Global Innovation Index 2025, UPSC Article

Global Innovation Index 2025 for UPSC : This current affairs UPSC article provides detailed UPSC notes on Global Innovation Index 2025, covering key facts, background, government initiatives, and exam relevance. It includes Prelims one-liners, Mains analysis, and possible questions based on the latest reports and data. Ideal for aspirants preparing for UPSC, State PCS, and other competitive exams.

The Global Innovation Index (GII) 2025, released by WIPO, ranks 139 countries based on their innovation capacity and output. India has secured 38th rank globally and continues to lead in the Central and Southern Asia region.
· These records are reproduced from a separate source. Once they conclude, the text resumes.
//! Static eligibility and training guidance per sport.

/// Guidance for one sport.
#[derive(Debug, Clone, Copy, PartialEq, Eq)]
pub struct Eligibility {
    /// Lowercase sport name.
    pub sport: &'static str,
    /// Minimum age to start structured training.
    pub min_age: u32,
    /// Training and diet notes.
    pub note: &'static str,
}

/// Every sport with guidance.
pub const TABLE: [Eligibility; 8] = [
    Eligibility {
        sport: "basketball",
        min_age: 14,
        note: "Emphasis on height and vertical leap. Diet: high-protein, carbs around training.",
    },
    Eligibility {
        sport: "boxing",
        min_age: 12,
        note: "Cardio and strength. Diet: lean proteins and controlled weight management.",
    },
    Eligibility {
        sport: "archery",
        min_age: 10,
        note: "Focus on posture, eye alignment, steady hands. Diet: balanced for focus.",
    },
    Eligibility {
        sport: "marathon",
        min_age: 16,
        note: "High mileage training, endurance fuel (carbohydrate-rich).",
    },
    Eligibility {
        sport: "wrestling",
        min_age: 12,
        note: "Strength, weight classes; controlled diet, protein.",
    },
    Eligibility {
        sport: "football",
        min_age: 10,
        note: "Agility, endurance, team drills; balanced diet.",
    },
    Eligibility {
        sport: "badminton",
        min_age: 10,
        note: "Explosiveness and reflexes; carbs and protein.",
    },
    Eligibility {
        sport: "cricket",
        min_age: 10,
        note: "Skill-specific training; balanced diet.",
    },
];

/// Find guidance for `sport`, ignoring case and surrounding whitespace.
#[must_use]
pub fn lookup(sport: &str) -> Option<&'static Eligibility> {
    let sport = sport.trim();
    TABLE.iter().find(|e| e.sport.eq_ignore_ascii_case(sport))
}

impl Eligibility {
    /// Whether an athlete of `age` meets the minimum.
    #[must_use]
    pub fn allows(&self, age: u32) -> bool {
        age >= self.min_age
    }
}

#[cfg(test)]
mod tests {
    use super::*;

    #[test]
    fn test_lookup_case_insensitive() {
        let info = lookup("  Basketball ").unwrap();
        assert_eq!(info.min_age, 14);
        assert!(info.note.starts_with("Emphasis on height"));
    }

    #[test]
    fn test_lookup_unknown() {
        assert!(lookup("curling").is_none());
        assert!(lookup("").is_none());
    }

    #[test]
    fn test_all_sports_present() {
        for sport in [
            "basketball", "boxing", "archery", "marathon", "wrestling", "football", "badminton",
            "cricket",
        ] {
            assert!(lookup(sport).is_some(), "missing {sport}");
        }
    }

    #[test]
    fn test_allows() {
        let marathon = lookup("marathon").unwrap();
        assert!(!marathon.allows(15));
        assert!(marathon.allows(16));
    }
}
//! Motivational quotes for the dream board.

use rand::seq::SliceRandom;
use rand::Rng;

use crate::error::Result;
use crate::storage::{CollectionKey, Store};

/// Quotes written to the store on first use.
pub const DEFAULT_QUOTES: [&str; 4] = [
    "Champions keep playing until they get it right.",
    "Hard work beats talent when talent doesn't work hard.",
    "Practice like you've never won. Perform like you've never lost.",
    "Small progress each day adds up to big results.",
];

fn defaults() -> Vec<String> {
    DEFAULT_QUOTES.iter().map(ToString::to_string).collect()
}

/// The quotes collection.
#[derive(Debug)]
pub struct Quotes<'a> {
    store: &'a Store,
}

impl<'a> Quotes<'a> {
    /// Open the quotes collection in `store`.
    #[must_use]
    pub fn new(store: &'a Store) -> Self {
        Self { store }
    }

    fn key() -> &'static str {
        CollectionKey::Quotes.as_str()
    }

    /// Write the default quotes if the collection has never been written.
    ///
    /// Returns `true` if defaults were written.
    ///
    /// # Errors
    ///
    /// Returns an error if the store cannot be read or written.
    pub fn seed(&self) -> Result<bool> {
        if self.store.contains(Self::key())? {
            return Ok(false);
        }
        self.store.set(Self::key(), &defaults())?;
        Ok(true)
    }

    /// All quotes. Falls back to the defaults if the stored list is unreadable.
    #[must_use]
    pub fn all(&self) -> Vec<String> {
        self.store.get(Self::key(), defaults())
    }

    /// Add a quote to the rotation.
    ///
    /// # Errors
    ///
    /// Returns an error if the write fails.
    pub fn add(&self, quote: &str) -> Result<()> {
        let quote = quote.trim().to_string();
        self.store.update(Self::key(), defaults, |quotes: &mut Vec<String>| {
            quotes.push(quote);
            Ok(())
        })
    }

    /// A random quote, or `None` if the stored list is empty.
    #[must_use]
    pub fn random(&self) -> Option<String> {
        self.random_with(&mut rand::thread_rng())
    }

    /// A random quote drawn with a caller-supplied RNG.
    #[must_use]
    pub fn random_with<R: Rng + ?Sized>(&self, rng: &mut R) -> Option<String> {
        self.all().choose(rng).cloned()
    }
}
This article covers the methodology, India’s performance, key findings, challenges, and relevance for UPSC Prelims and Mains Examination.

📚 Subject Category: GS Paper – III | Topics: Economy, Science & Technology, Inclusive Growth, Innovation Policy

  • The GII is an annual ranking of countries by their capacity for and success in innovation. It is published by the World Intellectual Property Organization (WIPO) in partnership with others, including the Portulans Institute.
  • It started in 2007 and has evolved over time, expanding both the number of economies covered and the breadth of indicators.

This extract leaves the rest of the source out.